Sun Jun 20 15:29:41 UTC 2021

Hi there,

Disclaimer: I don't generally use Windows, and my experience of it is
more or less limited to fixing problems that clients have had with it.
That said, they've had a lot of problems over the years, and I know a
lot more about it than most Windows users, but I don't by any means
consider myself a "Windows expert"...

On Sun, 20 Jun 2021, RW Jones via clamav-users wrote:

> BACKGROUND:
> MS Windows 7 SP1 x64 Pro and Home Premium.  Also intending MS Windows 10, Pro.

As I'm sure you know, Windows 7 reached its End Of Life 18 months ago.
You really shouldn't be using it any more, *especially* if you need to
ask questions like the questions you're asking here.

> I used ClamWin for a few years as adjunct to Windows Defender mainly to scan 
> one or two isolated downloads but also in case Defender got temporarily 
> munged.  But around February this year the signature updates stopped.
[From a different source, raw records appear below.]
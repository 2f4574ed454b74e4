// Copyright 2019 Petar Dambovaliev. All rights reserved.
// This software may be modified and distributed under the terms
// of the BSD license. See the LICENSE file for details.

//! TCP transport implementation

extern crate byteorder;

use super::constant;
use super::error::Error;
use super::transport::Transport as PackTrait;
use byteorder::{ByteOrder, LittleEndian};
use log::debug;
use std::io::{Read, Write};
use std::net::{IpAddr, TcpStream};
use std::time::Duration;

/// Default request/reply timeout
pub const TIMEOUT: Duration = Duration::from_secs(5);
/// Largest encapsulation payload accepted from a peer
pub const MAX_LENGTH: usize = 4096;

pub struct Transport {
    options: Options,
    stream: TcpStream,
}

/// a set of options for the TCP connection
#[derive(Debug, Clone)]
pub struct Options {
    pub connection_timeout: Option<Duration>,
    pub read_timeout: Duration,
    pub write_timeout: Duration,
    address: String,
}

impl Options {
    pub fn new(address: IpAddr) -> Options {
        Options::with_port(address, constant::DEFAULT_PORT)
    }

    pub fn with_port(address: IpAddr, port: u16) -> Options {
        Options {
            connection_timeout: None,
            read_timeout: TIMEOUT,
            write_timeout: TIMEOUT,
            address: format!("{}:{}", address, port),
        }
    }
}

impl Transport {
    pub fn connect(options: Options) -> Result<Transport, Error> {
        let stream = match options.connection_timeout {
            Some(timeout) => {
                // Trying connecting with timeout
                match options.address.parse::<std::net::SocketAddr>() {
                    Ok(socket_address) => TcpStream::connect_timeout(&socket_address, timeout)?,
                    Err(e) => return Err(Error::Connect(e.to_string())),
                }
            }
            None => TcpStream::connect(&options.address)?,
        };

        stream.set_read_timeout(Some(options.read_timeout))?;
        stream.set_write_timeout(Some(options.write_timeout))?;
        // best effort, some stacks lack it
        if let Err(e) = stream.set_nodelay(true) {
            debug!("TCP_NODELAY not available: {}", e);
        }
        Ok(Transport { options, stream })
    }

    fn exchange(&mut self, request: &[u8]) -> Result<Vec<u8>, Error> {
        self.stream.write_all(request)?;

        let mut packet = vec![0u8; constant::ENCAP_HEADER_SIZE];
        self.stream.read_exact(&mut packet)?;

        let length = LittleEndian::read_u16(&packet[2..4]) as usize;
        if length > MAX_LENGTH {
            return Err(Error::InvalidResponse {
                reason: format!("encapsulation payload of {} bytes exceeds limit", length),
            });
        }
        packet.resize(constant::ENCAP_HEADER_SIZE + length, 0);
        self.stream
            .read_exact(&mut packet[constant::ENCAP_HEADER_SIZE..])?;
        Ok(packet)
    }
}

impl PackTrait for Transport {
    fn send(&mut self, request: &[u8]) -> Result<Vec<u8>, Error> {
        self.stream
            .set_read_timeout(Some(self.options.read_timeout))?;
        self.exchange(request)
    }

    fn send_with_timeout(&mut self, request: &[u8], timeout: Duration) -> Result<Vec<u8>, Error> {
        self.stream.set_read_timeout(Some(timeout))?;
        let result = self.exchange(request);
        // restore the default even when the exchange failed
        let _ = self
            .stream
            .set_read_timeout(Some(self.options.read_timeout));
        result
    }

    fn send_noreply(&mut self, request: &[u8]) -> Result<(), Error> {
        self.stream.write_all(request)?;
        Ok(())
    }
}
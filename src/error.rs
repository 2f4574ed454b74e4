// Copyright 2019 Petar Dambovaliev. All rights reserved.
// This software may be modified and distributed under the terms
// of the BSD license. See the LICENSE file for details.

use std::io::{Error as IOError, ErrorKind};
use thiserror::Error;

/// Error types returned by this crate.
#[derive(Debug, Error, PartialEq)]
pub enum Error {
    /// TCP connect phase failure.
    #[error("connection error: {0}")]
    Connect(String),

    /// Socket send/receive failure or timeout. The session is invalidated
    /// and the caller has to reconnect.
    #[error("i/o error: {0:?}")]
    Io(ErrorKind),

    /// Unexpected command or status in an encapsulation reply.
    #[error("encapsulation error: command 0x{command:04X} status 0x{status:08X}")]
    Encap { command: u16, status: u32 },

    /// CIP general status other than success. The session stays usable.
    #[error("CIP error: status 0x{status:02X}")]
    Cip { status: u8 },

    /// PCCC status byte other than success. The session stays usable.
    #[error("PCCC error: STS 0x{sts:02X}")]
    Pccc { sts: u8 },

    /// Value does not fit the forced or detected CIP type. Nothing was sent.
    #[error("value {value} out of range for {data_type}")]
    TypeRange {
        value: String,
        data_type: &'static str,
    },

    /// Unknown file type or malformed address or tag. Nothing was sent.
    #[error("invalid address: {0}")]
    Address(String),

    /// Operation attempted without an established connection.
    #[error("not connected")]
    NotConnected,

    /// Reply bytes that do not parse as the protocol requires.
    #[error("invalid response: {reason}")]
    InvalidResponse { reason: String },
}

impl From<IOError> for Error {
    fn from(e: IOError) -> Self {
        Error::Io(e.kind())
    }
}

/// CIP general status code text (CIP Vol 1, appendix B)
pub fn cip_status_text(status: u8) -> &'static str {
    match status {
        0x00 => "success",
        0x01 => "connection failure",
        0x02 => "resource unavailable",
        0x03 => "invalid parameter value",
        0x04 => "path segment error",
        0x05 => "path destination unknown",
        0x06 => "partial transfer",
        0x07 => "connection lost",
        0x08 => "service not supported",
        0x09 => "invalid attribute value",
        0x0A => "attribute list error",
        0x0B => "already in requested mode or state",
        0x0C => "object state conflict",
        0x0D => "object already exists",
        0x0E => "attribute not settable",
        0x0F => "privilege violation",
        0x10 => "device state conflict",
        0x11 => "reply data too large",
        0x13 => "not enough data",
        0x14 => "attribute not supported",
        0x15 => "too much data",
        0x1A => "bridge request too large",
        0x1C => "attribute list shortage",
        0x26 => "invalid path size",
        _ => "unknown status",
    }
}

/// PCCC STS code text (DF1 protocol manual)
pub fn pccc_status_text(sts: u8) -> &'static str {
    match sts {
        0x00 => "success",
        0x10 => "illegal command or format",
        0x20 => "host has a problem and will not communicate",
        0x30 => "remote node host is missing, disconnected or shut down",
        0x40 => "host could not complete function due to hardware fault",
        0x50 => "addressing problem or memory protect rungs",
        0x60 => "function not allowed due to command protection selection",
        0x70 => "processor is in program mode",
        0x80 => "compatibility mode file missing or communication zone problem",
        0x90 => "remote node cannot buffer command",
        0xB0 => "remote node problem due to download",
        0xC0 => "cannot execute command due to active IPBs",
        0xF0 => "error code in the EXT STS byte",
        _ => "unknown STS",
    }
}
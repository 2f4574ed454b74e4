// Copyright 2019 Petar Dambovaliev. All rights reserved.
// This software may be modified and distributed under the terms
// of the BSD license. See the LICENSE file for details.

//! EtherNet/IP encapsulation header and Common Packet Format codecs

use super::constant;
use super::error::Error;
use byteorder::{ByteOrder, LittleEndian};

pub(crate) fn put_u16(buf: &mut Vec<u8>, value: u16) {
    let mut bytes = [0u8; 2];
    LittleEndian::write_u16(&mut bytes, value);
    buf.extend_from_slice(&bytes);
}

pub(crate) fn put_u32(buf: &mut Vec<u8>, value: u32) {
    let mut bytes = [0u8; 4];
    LittleEndian::write_u32(&mut bytes, value);
    buf.extend_from_slice(&bytes);
}

/// The 24 byte header leading every encapsulation packet.
#[derive(Debug, Clone)]
pub(crate) struct Header {
    pub command: u16,
    pub length: u16,
    pub session_handle: u32,
    pub status: u32,
    pub sender_context: [u8; 8],
    pub options: u32,
}

impl Header {
    pub fn new(command: u16, session_handle: u32, sender_context: [u8; 8], length: u16) -> Header {
        Header {
            command,
            length,
            session_handle,
            status: 0,
            sender_context,
            options: 0,
        }
    }

    pub fn encode(&self) -> [u8; constant::ENCAP_HEADER_SIZE] {
        let mut buf = [0u8; constant::ENCAP_HEADER_SIZE];
        LittleEndian::write_u16(&mut buf[0..2], self.command);
        LittleEndian::write_u16(&mut buf[2..4], self.length);
        LittleEndian::write_u32(&mut buf[4..8], self.session_handle);
        LittleEndian::write_u32(&mut buf[8..12], self.status);
        buf[12..20].copy_from_slice(&self.sender_context);
        LittleEndian::write_u32(&mut buf[20..24], self.options);
        buf
    }

    pub fn parse(buf: &[u8]) -> Result<Header, Error> {
        if buf.len() < constant::ENCAP_HEADER_SIZE {
            return Err(Error::InvalidResponse {
                reason: format!("encapsulation header truncated at {} bytes", buf.len()),
            });
        }
        let mut sender_context = [0u8; 8];
        sender_context.copy_from_slice(&buf[12..20]);
        Ok(Header {
            command: LittleEndian::read_u16(&buf[0..2]),
            length: LittleEndian::read_u16(&buf[2..4]),
            session_handle: LittleEndian::read_u32(&buf[4..8]),
            status: LittleEndian::read_u32(&buf[8..12]),
            sender_context,
            options: LittleEndian::read_u32(&buf[20..24]),
        })
    }
}

/// One item of a Common Packet Format list.
#[derive(Debug, Clone, Copy)]
pub(crate) struct Item {
    pub item_type: u16,
    pub offset: usize,
    pub length: usize,
}

/// CPF payload for Send RR Data: a Null Address item followed by an
/// Unconnected Data item carrying the CIP request.
pub(crate) fn rr_payload(cip_data: &[u8]) -> Vec<u8> {
    let mut buf = Vec::with_capacity(16 + cip_data.len());
    put_u32(&mut buf, 0); // interface handle
    put_u16(&mut buf, 0); // timeout
    put_u16(&mut buf, 2); // item count
    put_u16(&mut buf, constant::ITEM_NULL_ADDRESS);
    put_u16(&mut buf, 0);
    put_u16(&mut buf, constant::ITEM_UNCONNECTED_DATA);
    put_u16(&mut buf, cip_data.len() as u16);
    buf.extend_from_slice(cip_data);
    buf
}

/// CPF payload for Send Unit Data: a Connected Address item carrying the
/// O->T connection id and a Connected Data item led by the sequence number.
pub(crate) fn unit_payload(connection_id: u32, sequence: u16, cip_data: &[u8]) -> Vec<u8> {
    let mut buf = Vec::with_capacity(22 + cip_data.len());
    put_u32(&mut buf, 0); // interface handle
    put_u16(&mut buf, 0); // timeout
    put_u16(&mut buf, 2); // item count
    put_u16(&mut buf, constant::ITEM_CONNECTED_ADDRESS);
    put_u16(&mut buf, 4);
    put_u32(&mut buf, connection_id);
    put_u16(&mut buf, constant::ITEM_CONNECTED_DATA);
    put_u16(&mut buf, (cip_data.len() + 2) as u16);
    put_u16(&mut buf, sequence);
    buf.extend_from_slice(cip_data);
    buf
}

pub(crate) fn parse_items(payload: &[u8]) -> Result<Vec<Item>, Error> {
    if payload.len() < 8 {
        return Err(Error::InvalidResponse {
            reason: format!("CPF payload truncated at {} bytes", payload.len()),
        });
    }
    let item_count = LittleEndian::read_u16(&payload[6..8]) as usize;
    let mut items = Vec::with_capacity(item_count);
    let mut offset = 8;
    for _ in 0..item_count {
        if offset + 4 > payload.len() {
            return Err(Error::InvalidResponse {
                reason: "CPF item header past end of payload".to_string(),
            });
        }
        let item_type = LittleEndian::read_u16(&payload[offset..offset + 2]);
        let length = LittleEndian::read_u16(&payload[offset + 2..offset + 4]) as usize;
        offset += 4;
        if offset + length > payload.len() {
            return Err(Error::InvalidResponse {
                reason: "CPF item data past end of payload".to_string(),
            });
        }
        items.push(Item {
            item_type,
            offset,
            length,
        });
        offset += length;
    }
    Ok(items)
}

pub(crate) fn find_item(payload: &[u8], item_type: u16) -> Result<&[u8], Error> {
    for item in parse_items(payload)? {
        if item.item_type == item_type {
            return Ok(&payload[item.offset..item.offset + item.length]);
        }
    }
    Err(Error::InvalidResponse {
        reason: format!("missing CPF item 0x{:04X}", item_type),
    })
}
// Copyright 2019 Petar Dambovaliev. All rights reserved.
// This software may be modified and distributed under the terms
// of the BSD license. See the LICENSE file for details.

//! Logix tag services and atomic CIP values

use std::fmt;

use byteorder::{ByteOrder, LittleEndian};

use super::cip;
use super::constant;
use super::encap::put_u16;
use super::error::Error;

/// Atomic CIP data types. The discriminant is the wire type code.
#[derive(Debug, Clone, Copy, PartialEq, Eq)]
pub enum DataType {
    Bool = 0xC1,
    Sint = 0xC2,
    Int = 0xC3,
    Dint = 0xC4,
    Lint = 0xC5,
    Usint = 0xC6,
    Uint = 0xC7,
    Udint = 0xC8,
    Ulint = 0xC9,
    Real = 0xCA,
    Lreal = 0xCB,
}

impl DataType {
    pub fn code(self) -> u16 {
        self as u16
    }

    pub fn from_code(code: u16) -> Option<DataType> {
        match code {
            0xC1 => Some(DataType::Bool),
            0xC2 => Some(DataType::Sint),
            0xC3 => Some(DataType::Int),
            0xC4 => Some(DataType::Dint),
            0xC5 => Some(DataType::Lint),
            0xC6 => Some(DataType::Usint),
            0xC7 => Some(DataType::Uint),
            0xC8 => Some(DataType::Udint),
            0xC9 => Some(DataType::Ulint),
            0xCA => Some(DataType::Real),
            0xCB => Some(DataType::Lreal),
            _ => None,
        }
    }

    pub fn from_mnemonic(name: &str) -> Option<DataType> {
        match name.to_ascii_uppercase().as_str() {
            "BOOL" => Some(DataType::Bool),
            "SINT" => Some(DataType::Sint),
            "INT" => Some(DataType::Int),
            "DINT" => Some(DataType::Dint),
            "LINT" => Some(DataType::Lint),
            "USINT" => Some(DataType::Usint),
            "UINT" => Some(DataType::Uint),
            "UDINT" => Some(DataType::Udint),
            "ULINT" => Some(DataType::Ulint),
            "REAL" => Some(DataType::Real),
            "LREAL" => Some(DataType::Lreal),
            _ => None,
        }
    }

    pub fn mnemonic(self) -> &'static str {
        match self {
            DataType::Bool => "BOOL",
            DataType::Sint => "SINT",
            DataType::Int => "INT",
            DataType::Dint => "DINT",
            DataType::Lint => "LINT",
            DataType::Usint => "USINT",
            DataType::Uint => "UINT",
            DataType::Udint => "UDINT",
            DataType::Ulint => "ULINT",
            DataType::Real => "REAL",
            DataType::Lreal => "LREAL",
        }
    }

    /// encoded size in bytes
    pub fn size(self) -> usize {
        match self {
            DataType::Bool | DataType::Sint | DataType::Usint => 1,
            DataType::Int | DataType::Uint => 2,
            DataType::Dint | DataType::Udint | DataType::Real => 4,
            DataType::Lint | DataType::Ulint | DataType::Lreal => 8,
        }
    }
}

impl fmt::Display for DataType {
    fn fmt(&self, f: &mut fmt::Formatter) -> fmt::Result {
        f.write_str(self.mnemonic())
    }
}

/// One atomic tag value.
///
/// `From` conversions pick the defaults for untyped writes: plain
/// integers become DINT, floats REAL, booleans BOOL.
#[derive(Debug, Clone, Copy, PartialEq)]
pub enum TagValue {
    Bool(bool),
    Sint(i8),
    Int(i16),
    Dint(i32),
    Lint(i64),
    Usint(u8),
    Uint(u16),
    Udint(u32),
    Ulint(u64),
    Real(f32),
    Lreal(f64),
}

impl From<bool> for TagValue {
    fn from(v: bool) -> TagValue {
        TagValue::Bool(v)
    }
}

impl From<i32> for TagValue {
    fn from(v: i32) -> TagValue {
        TagValue::Dint(v)
    }
}

impl From<i64> for TagValue {
    fn from(v: i64) -> TagValue {
        TagValue::Lint(v)
    }
}

impl From<f32> for TagValue {
    fn from(v: f32) -> TagValue {
        TagValue::Real(v)
    }
}

impl From<f64> for TagValue {
    fn from(v: f64) -> TagValue {
        TagValue::Lreal(v)
    }
}

impl fmt::Display for TagValue {
    fn fmt(&self, f: &mut fmt::Formatter) -> fmt::Result {
        match self {
            TagValue::Bool(v) => write!(f, "{}", v),
            TagValue::Sint(v) => write!(f, "{}", v),
            TagValue::Int(v) => write!(f, "{}", v),
            TagValue::Dint(v) => write!(f, "{}", v),
            TagValue::Lint(v) => write!(f, "{}", v),
            TagValue::Usint(v) => write!(f, "{}", v),
            TagValue::Uint(v) => write!(f, "{}", v),
            TagValue::Udint(v) => write!(f, "{}", v),
            TagValue::Ulint(v) => write!(f, "{}", v),
            TagValue::Real(v) => write!(f, "{}", v),
            TagValue::Lreal(v) => write!(f, "{}", v),
        }
    }
}

impl TagValue {
    /// the type this value encodes as when none is forced or detected
    pub fn data_type(&self) -> DataType {
        match self {
            TagValue::Bool(_) => DataType::Bool,
            TagValue::Sint(_) => DataType::Sint,
            TagValue::Int(_) => DataType::Int,
            TagValue::Dint(_) => DataType::Dint,
            TagValue::Lint(_) => DataType::Lint,
            TagValue::Usint(_) => DataType::Usint,
            TagValue::Uint(_) => DataType::Uint,
            TagValue::Udint(_) => DataType::Udint,
            TagValue::Ulint(_) => DataType::Ulint,
            TagValue::Real(_) => DataType::Real,
            TagValue::Lreal(_) => DataType::Lreal,
        }
    }

    fn as_int(&self) -> Option<i128> {
        match self {
            TagValue::Sint(v) => Some(*v as i128),
            TagValue::Int(v) => Some(*v as i128),
            TagValue::Dint(v) => Some(*v as i128),
            TagValue::Lint(v) => Some(*v as i128),
            TagValue::Usint(v) => Some(*v as i128),
            TagValue::Uint(v) => Some(*v as i128),
            TagValue::Udint(v) => Some(*v as i128),
            TagValue::Ulint(v) => Some(*v as i128),
            TagValue::Bool(_) | TagValue::Real(_) | TagValue::Lreal(_) => None,
        }
    }

    fn as_float(&self) -> Option<f64> {
        match self {
            TagValue::Real(v) => Some(*v as f64),
            TagValue::Lreal(v) => Some(*v),
            _ => self.as_int().map(|v| v as f64),
        }
    }

    /// Encodes the value as `data_type`, range checking integer
    /// coercions before anything is transmitted.
    pub fn encode_as(&self, data_type: DataType) -> Result<Vec<u8>, Error> {
        let range_err = || Error::TypeRange {
            value: self.to_string(),
            data_type: data_type.mnemonic(),
        };
        match data_type {
            DataType::Bool => match self {
                TagValue::Bool(v) => Ok(vec![*v as u8]),
                _ => Err(range_err()),
            },
            DataType::Real => {
                let v = self.as_float().ok_or_else(range_err)?;
                let mut buf = vec![0u8; 4];
                LittleEndian::write_f32(&mut buf, v as f32);
                Ok(buf)
            }
            DataType::Lreal => {
                let v = self.as_float().ok_or_else(range_err)?;
                let mut buf = vec![0u8; 8];
                LittleEndian::write_f64(&mut buf, v);
                Ok(buf)
            }
            _ => {
                let v = self.as_int().ok_or_else(range_err)?;
                let (min, max) = int_range(data_type);
                if v < min || v > max {
                    return Err(range_err());
                }
                let mut buf = vec![0u8; data_type.size()];
                match data_type.size() {
                    1 => buf[0] = v as u8,
                    2 => LittleEndian::write_u16(&mut buf, v as u16),
                    4 => LittleEndian::write_u32(&mut buf, v as u32),
                    _ => LittleEndian::write_u64(&mut buf, v as u64),
                }
                Ok(buf)
            }
        }
    }

    /// Decodes `data_type` bytes into the matching variant.
    pub fn decode(data_type: DataType, data: &[u8]) -> Result<TagValue, Error> {
        if data.len() < data_type.size() {
            return Err(Error::InvalidResponse {
                reason: format!(
                    "{} value truncated at {} bytes",
                    data_type,
                    data.len()
                ),
            });
        }
        Ok(match data_type {
            DataType::Bool => TagValue::Bool(data[0] != 0),
            DataType::Sint => TagValue::Sint(data[0] as i8),
            DataType::Int => TagValue::Int(LittleEndian::read_i16(data)),
            DataType::Dint => TagValue::Dint(LittleEndian::read_i32(data)),
            DataType::Lint => TagValue::Lint(LittleEndian::read_i64(data)),
            DataType::Usint => TagValue::Usint(data[0]),
            DataType::Uint => TagValue::Uint(LittleEndian::read_u16(data)),
            DataType::Udint => TagValue::Udint(LittleEndian::read_u32(data)),
            DataType::Ulint => TagValue::Ulint(LittleEndian::read_u64(data)),
            DataType::Real => TagValue::Real(LittleEndian::read_f32(data)),
            DataType::Lreal => TagValue::Lreal(LittleEndian::read_f64(data)),
        })
    }
}

fn int_range(data_type: DataType) -> (i128, i128) {
    match data_type {
        DataType::Sint => (i8::MIN as i128, i8::MAX as i128),
        DataType::Int => (i16::MIN as i128, i16::MAX as i128),
        DataType::Dint => (i32::MIN as i128, i32::MAX as i128),
        DataType::Lint => (i64::MIN as i128, i64::MAX as i128),
        DataType::Usint => (0, u8::MAX as i128),
        DataType::Uint => (0, u16::MAX as i128),
        DataType::Udint => (0, u32::MAX as i128),
        DataType::Ulint => (0, u64::MAX as i128),
        _ => (0, 0),
    }
}

/// Read Tag (0x4C) for `count` elements of `tag`.
pub(crate) fn read_request(tag: &str, count: u16) -> Result<Vec<u8>, Error> {
    let path = cip::symbol_path(tag)?;
    let mut payload = Vec::with_capacity(2);
    put_u16(&mut payload, count);
    Ok(cip::request(constant::SERVICE_READ_TAG, &path, &payload))
}

/// Write Tag (0x4D): type code, element count, then the encoded value.
pub(crate) fn write_request(
    tag: &str,
    data_type: DataType,
    count: u16,
    data: &[u8],
) -> Result<Vec<u8>, Error> {
    let path = cip::symbol_path(tag)?;
    let mut payload = Vec::with_capacity(4 + data.len());
    put_u16(&mut payload, data_type.code());
    put_u16(&mut payload, count);
    payload.extend_from_slice(data);
    Ok(cip::request(constant::SERVICE_WRITE_TAG, &path, &payload))
}

/// Read Tag reply: type code then the value bytes.
pub(crate) fn parse_read_reply(reply: &[u8]) -> Result<(DataType, &[u8]), Error> {
    let offset = cip::parse_reply_header(reply, constant::SERVICE_READ_TAG)?;
    if reply.len() < offset + 2 {
        return Err(Error::InvalidResponse {
            reason: "read tag reply missing type code".to_string(),
        });
    }
    let code = LittleEndian::read_u16(&reply[offset..offset + 2]);
    let data_type = DataType::from_code(code).ok_or_else(|| Error::InvalidResponse {
        reason: format!("unsupported CIP type code 0x{:04X}", code),
    })?;
    Ok((data_type, &reply[offset + 2..]))
}

pub(crate) fn parse_write_reply(reply: &[u8]) -> Result<(), Error> {
    cip::parse_reply_header(reply, constant::SERVICE_WRITE_TAG).map(|_| ())
}

#[cfg(test)]
mod tests {
    use super::*;
    use hex_literal::hex;

    #[test]
    fn type_codes_round_trip() {
        for code in 0xC1..=0xCBu16 {
            let data_type = DataType::from_code(code).unwrap();
            assert_eq!(data_type.code(), code);
            assert_eq!(DataType::from_mnemonic(data_type.mnemonic()), Some(data_type));
        }
        assert_eq!(DataType::from_code(0xC0), None);
        assert_eq!(DataType::from_mnemonic("dint"), Some(DataType::Dint));
        assert_eq!(DataType::from_mnemonic("WORD"), None);
    }

    #[test]
    fn untyped_defaults() {
        assert_eq!(TagValue::from(42i32).data_type(), DataType::Dint);
        assert_eq!(TagValue::from(1.5f32).data_type(), DataType::Real);
        assert_eq!(TagValue::from(true).data_type(), DataType::Bool);
    }

    #[test]
    fn read_request_layout() {
        let request = read_request("abc", 1).unwrap();
        assert_eq!(&request[..], &hex!("4c 03 91 03 61 62 63 00 01 00")[..]);
    }

    #[test]
    fn write_request_layout() {
        let data = TagValue::Dint(42).encode_as(DataType::Int).unwrap();
        assert_eq!(data, hex!("2a 00"));
        let request = write_request("MyTag", DataType::Int, 1, &data).unwrap();
        assert_eq!(
            &request[..],
            &hex!("4d 04 91 05 4d 79 54 61 67 00 c3 00 01 00 2a 00")[..]
        );
    }

    #[test]
    fn integer_range_checks() {
        assert!(TagValue::Dint(70_000).encode_as(DataType::Int).is_err());
        assert!(TagValue::Int(-1).encode_as(DataType::Usint).is_err());
        assert!(TagValue::Real(1.5).encode_as(DataType::Dint).is_err());
        assert!(TagValue::Bool(true).encode_as(DataType::Int).is_err());
        assert!(TagValue::Int(1).encode_as(DataType::Bool).is_err());
        assert_eq!(
            TagValue::Int(-2).encode_as(DataType::Dint).unwrap(),
            hex!("fe ff ff ff")
        );
        assert_eq!(
            TagValue::Dint(1).encode_as(DataType::Real).unwrap(),
            hex!("00 00 80 3f")
        );
        assert_eq!(
            TagValue::Bool(true).encode_as(DataType::Bool).unwrap(),
            vec![1]
        );
    }

    #[test]
    fn decode_round_trip() {
        assert_eq!(
            TagValue::decode(DataType::Int, &hex!("2a 00")).unwrap(),
            TagValue::Int(42)
        );
        assert_eq!(
            TagValue::decode(DataType::Dint, &hex!("ff ff ff ff")).unwrap(),
            TagValue::Dint(-1)
        );
        assert_eq!(
            TagValue::decode(DataType::Real, &hex!("00 00 80 3f")).unwrap(),
            TagValue::Real(1.0)
        );
        assert_eq!(
            TagValue::decode(DataType::Bool, &[0x01]).unwrap(),
            TagValue::Bool(true)
        );
        assert!(TagValue::decode(DataType::Dint, &hex!("01 00")).is_err());
    }

    #[test]
    fn read_reply_parsing() {
        let reply = hex!("cc 00 00 00 c3 00 2a 00");
        let (data_type, data) = parse_read_reply(&reply).unwrap();
        assert_eq!(data_type, DataType::Int);
        assert_eq!(data, &hex!("2a 00")[..]);

        assert_eq!(
            parse_read_reply(&hex!("cc 00 04 00")),
            Err(Error::Cip { status: 0x04 })
        );
        assert!(parse_read_reply(&hex!("cc 00 00 00 99 00")).is_err());
    }

    #[test]
    fn write_reply_parsing() {
        assert!(parse_write_reply(&hex!("cd 00 00 00")).is_ok());
        assert_eq!(
            parse_write_reply(&hex!("cd 00 10 00")),
            Err(Error::Cip { status: 0x10 })
        );
    }
}
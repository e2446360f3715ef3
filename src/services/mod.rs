pub mod registration;

pub use registration::{RegistrationError, RegistrationService};
use chrono::NaiveDate;
use serde::{Deserialize, Serialize};
use sqlx::FromRow;

/// One row of the trip listing join. A trip with N countries produces N rows
/// (or one row with a NULL country when it has none); handlers regroup them.
#[derive(Debug, Clone, FromRow)]
pub struct TripCountryRow {
    pub id_trip: i32,
    pub name: String,
    pub description: String,
    pub date_from: NaiveDate,
    pub date_to: NaiveDate,
    pub max_people: i32,
    pub country_name: Option<String>,
}

/// A trip as seen from a client's registration list.
#[derive(Debug, Clone, FromRow, Serialize)]
pub struct ClientTripRow {
    pub id_trip: i32,
    pub name: String,
    pub description: String,
    pub date_from: NaiveDate,
    pub date_to: NaiveDate,
    pub max_people: i32,
    pub registered_at: i32,
    pub payment_date: Option<i32>,
}

#[derive(Debug, Clone, Deserialize)]
pub struct NewClient {
    pub first_name: String,
    pub last_name: String,
    pub email: String,
    pub telephone: String,
    pub pesel: String,
}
IMHO ClamWin sucks.  The version of ClamAV on which it is based was
stuck at 0.99 for years, even when ClamAV was at 0.103.  It appears
ClamWin was finally updated after version 0.103.2 was released, but it
was a fraud - it was version 0.103.1, hacked to claim it is 0.103.2.
See the archives of this list for more information:

https://marc.info/?l=clamav-users&m=162298199126248&w=2

In case it isn't clear, given the obviously unsatisfactory history I
wouldn't touch ClamWin with a ten foot pole.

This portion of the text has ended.